The Washington Redskins selected Jones with the 95th overall pick of the 2015 NFL draft. He signed a four-year contract on May 11, 2015. On September 20, against the St. Louis Rams, Jones ran 39 yards for a touchdown, which was his longest run from scrimmage. Jones would run for a career-high 123 yards and a career-high two touchdowns. On November 15, against the New Orleans Saints, Jones caught a pass and ran 78 yards for a touchdown, which was his first career receiving touchdown. He would finish with a career-high 131 receiving yards. On November 29, against the New York Giants, Jones caught a pass and ran for 45 yards. He finished his rookie season with 144 carries for 490 rushing yards and three rushing touchdowns.

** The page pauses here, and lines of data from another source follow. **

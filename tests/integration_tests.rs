//! End-to-end integration tests: full JSON-RPC request/response cycle and
//! notification delivery through the stdio transport, over an in-memory pipe.

use std::sync::Arc;
use std::time::Duration;

use labman_server::LabServer;
use labman_services::dialog::HeadlessDialogs;
use labman_services::opener::Opener;
use labman_services::{ConfigStore, LabConfig, LabManager, LabResult, LabService, SupervisorConfig};
use serde_json::{Value, json};
use tempfile::TempDir;
use tokio::io::{AsyncBufReadExt, AsyncWriteExt, BufReader, DuplexStream, Lines, ReadHalf, WriteHalf};
use tokio::sync::broadcast;
use tokio::task::JoinHandle;
use tokio::time::timeout;

struct NullOpener;

impl Opener for NullOpener {
    fn open(&self, _target: &str) -> LabResult<()> {
        Ok(())
    }
}

/// Client side of the pipe. Messages that are not what a call is waiting
/// for are parked in `pending` so notifications are never lost.
struct Client {
    lines: Lines<BufReader<ReadHalf<DuplexStream>>>,
    writer: WriteHalf<DuplexStream>,
    pending: Vec<Value>,
}

impl Client {
    async fn send_raw(&mut self, line: &str) {
        self.writer.write_all(line.as_bytes()).await.unwrap();
        self.writer.write_all(b"\n").await.unwrap();
        self.writer.flush().await.unwrap();
    }

    async fn next(&mut self) -> Value {
        let line = timeout(Duration::from_secs(5), self.lines.next_line())
            .await
            .expect("Timed out waiting for message")
            .unwrap()
            .expect("Stream closed");
        serde_json::from_str(&line).unwrap()
    }

    async fn response(&mut self, id: Value) -> Value {
        if let Some(pos) = self.pending.iter().position(|m| m.get("id") == Some(&id)) {
            return self.pending.remove(pos);
        }
        loop {
            let msg = self.next().await;
            if msg.get("id") == Some(&id) {
                return msg;
            }
            self.pending.push(msg);
        }
    }

    async fn call(&mut self, id: i64, method: &str, params: Value) -> Value {
        let req = json!({ "jsonrpc": "2.0", "id": id, "method": method, "params": params });
        self.send_raw(&req.to_string()).await;
        self.response(json!(id)).await
    }

    async fn notification(&mut self, method: &str) -> Value {
        if let Some(pos) = self.pending.iter().position(|m| m["method"] == method) {
            let mut msg = self.pending.remove(pos);
            return msg["params"].take();
        }
        loop {
            let mut msg = self.next().await;
            if msg["method"] == method {
                return msg["params"].take();
            }
            self.pending.push(msg);
        }
    }
}

struct Harness {
    client: Client,
    server: Arc<LabServer>,
    serve: JoinHandle<std::io::Result<()>>,
    tmp: TempDir,
}

/// Start a server over a duplex pipe with a temp store and templates.
async fn start(supervisor: SupervisorConfig) -> Harness {
    let tmp = TempDir::new().unwrap();
    let templates = tmp.path().join("Templates");
    std::fs::create_dir_all(&templates).unwrap();
    std::fs::write(templates.join("lab-data.ipynb"), r#"{"cells": []}"#).unwrap();
    std::fs::write(templates.join("lab.lyx"), "\\title title").unwrap();

    let config = ConfigStore::new(tmp.path().join("labman.yaml"), LabConfig::with_home(tmp.path()));
    let manager = Arc::new(LabManager::new(
        config,
        supervisor,
        Arc::new(NullOpener),
        Arc::new(HeadlessDialogs),
    ));

    let (notification_tx, _) = broadcast::channel::<String>(256);
    let mut server = LabServer::new();
    server.set_notification_sender(notification_tx.clone());
    server.register_service(LabService::new(manager.clone()));
    server.attach_notifier(manager.notifier());
    let server = Arc::new(server);

    let notifications = notification_tx.subscribe();
    server.initialize().await.unwrap();

    let (client_io, server_io) = tokio::io::duplex(64 * 1024);
    let (server_read, server_write) = tokio::io::split(server_io);
    let serve = tokio::spawn(labman_server::serve(
        server.clone(),
        BufReader::new(server_read),
        server_write,
        notifications,
    ));

    let (client_read, client_write) = tokio::io::split(client_io);
    let mut client = Client {
        lines: BufReader::new(client_read).lines(),
        writer: client_write,
        pending: Vec::new(),
    };

    // Initial announcements from service init.
    let config = client.notification("config/didChange").await;
    assert_eq!(config["config"]["labDir"], tmp.path().join("labs").to_string_lossy().into_owned());
    let labs = client.notification("lab/didChangeList").await;
    assert_eq!(labs, json!({ "labs": [] }));

    Harness {
        client,
        server,
        serve,
        tmp,
    }
}

#[tokio::test]
async fn create_list_and_delete_round_trip() {
    let mut h = start(SupervisorConfig::default()).await;

    let created = h.client.call(1, "lab/create", json!({ "name": "exp1" })).await;
    let path = h.tmp.path().join("labs/exp1");
    assert_eq!(created["result"]["path"], path.to_string_lossy().into_owned());
    assert_eq!(h.client.notification("lab/didChangeList").await, json!({ "labs": ["exp1"] }));

    let list = h.client.call(2, "lab/list", json!({})).await;
    assert_eq!(list["result"]["labs"], json!(["exp1"]));

    // Headless dialogs never confirm, so the UI must send `confirmed`.
    let declined = h.client.call(3, "lab/delete", json!({ "name": "exp1" })).await;
    assert_eq!(declined["result"]["deleted"], false);
    assert!(path.is_dir());

    let deleted = h
        .client
        .call(4, "lab/delete", json!({ "name": "exp1", "confirmed": true }))
        .await;
    assert_eq!(deleted["result"]["deleted"], true);
    assert!(!path.exists());
    assert_eq!(h.client.notification("lab/didChangeList").await, json!({ "labs": [] }));
}

#[tokio::test]
async fn domain_errors_carry_lab_codes() {
    let mut h = start(SupervisorConfig::default()).await;

    let missing = h
        .client
        .call(1, "lab/delete", json!({ "name": "ghost", "confirmed": true }))
        .await;
    assert_eq!(missing["error"]["code"], -32010);
    assert_eq!(missing["error"]["message"], "ghost not found!");

    let invalid = h.client.call(2, "lab/create", json!({ "name": ".recycle" })).await;
    assert_eq!(invalid["error"]["code"], -32015);

    let kill = h.client.call(3, "notebook/kill", json!({})).await;
    assert_eq!(kill["error"]["code"], -32013);
    assert_eq!(kill["error"]["message"], "Jupyter Lab is not running.");

    std::fs::remove_file(h.tmp.path().join("Templates/lab-data.ipynb")).unwrap();
    let template = h.client.call(4, "lab/create", json!({ "name": "exp2" })).await;
    assert_eq!(template["error"]["code"], -32011);
    assert!(template["error"]["data"]["path"].as_str().unwrap().ends_with("lab-data.ipynb"));
}

#[tokio::test]
async fn config_change_is_broadcast() {
    let mut h = start(SupervisorConfig::default()).await;
    let other = h.tmp.path().join("elsewhere");
    std::fs::create_dir_all(other.join("old-lab")).unwrap();

    let resp = h.client.call(1, "config/setLabDir", json!({ "path": other })).await;
    assert_eq!(resp["result"]["changed"], true);

    let config = h.client.notification("config/didChange").await;
    assert_eq!(config["config"]["labDir"], other.to_string_lossy().into_owned());
    assert_eq!(h.client.notification("lab/didChangeList").await, json!({ "labs": ["old-lab"] }));

    // No picker in headless mode: nothing changes.
    let cancelled = h.client.call(2, "config/setReportTemplate", json!({})).await;
    assert_eq!(cancelled["result"], json!({ "changed": false }));

    let get = h.client.call(3, "config/get", json!(null)).await;
    assert_eq!(get["result"]["config"]["labDir"], other.to_string_lossy().into_owned());
}

#[tokio::test]
async fn malformed_input_gets_protocol_errors() {
    let mut h = start(SupervisorConfig::default()).await;

    h.client.send_raw("this is not json").await;
    let parse = h.client.response(Value::Null).await;
    assert_eq!(parse["error"]["code"], -32700);

    h.client.send_raw(r#"{"id":7,"method":"lab/list"}"#).await;
    let invalid = h.client.response(json!(7)).await;
    assert_eq!(invalid["error"]["code"], -32600);

    let unknown = h.client.call(8, "labs/list", json!({})).await;
    assert_eq!(unknown["error"]["code"], -32601);
}

#[tokio::test]
async fn requests_without_id_get_no_response() {
    let mut h = start(SupervisorConfig::default()).await;

    h.client.send_raw(r#"{"jsonrpc":"2.0","method":"lab/refresh"}"#).await;
    assert_eq!(h.client.notification("lab/didChangeList").await, json!({ "labs": [] }));

    let list = h.client.call(9, "lab/list", json!({})).await;
    assert!(list["result"].is_object());
    assert!(h.client.pending.iter().all(|m| m.get("id").is_none()));
}

#[tokio::test]
async fn input_eof_ends_session() {
    let h = start(SupervisorConfig::default()).await;
    drop(h.client);

    timeout(Duration::from_secs(5), h.serve)
        .await
        .expect("serve did not finish")
        .unwrap()
        .unwrap();
}

#[tokio::test]
async fn events_from_last_request_survive_input_eof() {
    let mut h = start(SupervisorConfig::default()).await;

    let req = json!({ "jsonrpc": "2.0", "id": 1, "method": "lab/create", "params": { "name": "exp1" } });
    h.client.send_raw(&req.to_string()).await;
    h.client.writer.shutdown().await.unwrap();

    let mut seen = Vec::new();
    while let Some(line) = timeout(Duration::from_secs(5), h.client.lines.next_line())
        .await
        .expect("Timed out waiting for output")
        .unwrap()
    {
        seen.push(serde_json::from_str::<Value>(&line).unwrap());
    }

    assert!(seen.iter().any(|m| m["id"] == 1 && m["result"].is_object()));
    assert!(
        seen.iter()
            .any(|m| m["method"] == "lab/didChangeList" && m["params"]["labs"] == json!(["exp1"])),
        "{seen:?}"
    );
    timeout(Duration::from_secs(5), h.serve).await.unwrap().unwrap().unwrap();
}

#[tokio::test]
async fn shutdown_rejects_further_requests() {
    let mut h = start(SupervisorConfig::default()).await;
    h.server.shutdown().await;

    let resp = h.client.call(1, "lab/list", json!({})).await;
    assert_eq!(resp["error"]["code"], -32002);
}

#[tokio::test]
async fn uninitialized_server_rejects_requests() {
    let server = Arc::new(LabServer::new());
    let raw = labman_server::stdio::handle_message(r#"{"jsonrpc":"2.0","id":1,"method":"lab/list"}"#, &server)
        .await
        .unwrap();
    let resp: Value = serde_json::from_str(&raw).unwrap();
    assert_eq!(resp["error"]["code"], -32001);
}

#[cfg(unix)]
#[tokio::test]
async fn notebook_lifecycle_is_broadcast() {
    let mut h = start(SupervisorConfig {
        program: "sh".into(),
        args: vec!["-c".into(), "echo starting >&2; exec sleep 30".into()],
    })
    .await;
    h.client.call(1, "lab/create", json!({ "name": "exp1" })).await;

    let launched = h.client.call(2, "notebook/launch", json!({ "lab": "exp1" })).await;
    assert_eq!(launched["result"], json!({ "running": true }));
    assert_eq!(h.client.notification("notebook/didChangeState").await, json!({ "running": true }));

    let again = h.client.call(3, "notebook/launch", json!({})).await;
    assert_eq!(again["error"]["code"], -32014);

    let running = h.client.call(4, "notebook/isRunning", json!({})).await;
    assert_eq!(running["result"], json!({ "running": true }));

    let kill = h.client.call(5, "notebook/kill", json!({})).await;
    assert_eq!(kill["result"], json!({ "success": true }));
    assert_eq!(h.client.notification("notebook/didChangeState").await, json!({ "running": false }));

    let stopped = h.client.call(6, "notebook/isRunning", json!({})).await;
    assert_eq!(stopped["result"], json!({ "running": false }));
}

Jones began the season cemented as the starting running back after Alfred Morris left via free agency in the 2016 offseason. Jones suffered a knee injury on October 23, 2016, during a 20–17 loss to the Detroit Lions. He was replaced by rookie Robert Kelley for the following game and officially lost his starting position after Kelley performed well in Jones' absence. The following week, he was relegated to the third-string behind Kelley and Chris Thompson. He finished the 2016 season with 99 carries for 460 rushing yards and three rushing touchdowns.

On September 2, 2017, Jones was waived by the Redskins.

===Indianapolis Colts===
Jones was claimed off waivers by the Indianapolis Colts on September 3, 2017. He was waived on September 9, and was re-signed to the team's practice squad. Jones was promoted to the active roster on September 22. He was waived by the Colts on December 2, but re-signed two days later. Jones finished the 2017 season with five carries for 14 yards in five games. He was waived by the Colts on May 1, 2018.

===Philadelphia Eagles===
On May 9, 2018, Jones signed a two-year contract with the Philadelphia Eagles. He was released by the Eagles on September 1.

===St. Louis BattleHawks===
In October 2019, Jones was selected by the St. Louis BattleHawks in the 2020 XFL draft. He was named to the mid-season All-XFL team after rushing for 314 yards and a touchdown on 80 rushes, and having 25 receiving yards and a touchdown. He had his contract terminated when the league suspended operations on April 10, 2020.

===The Spring League===
Jones played with the Sea Lions of The Spring League in 2021.

===Vegas Vipers===
Jones was selected by the Vegas Vipers of the XFL in the fifth round of the 2023 XFL Skill Players Draft. He was released on January 21, 2023.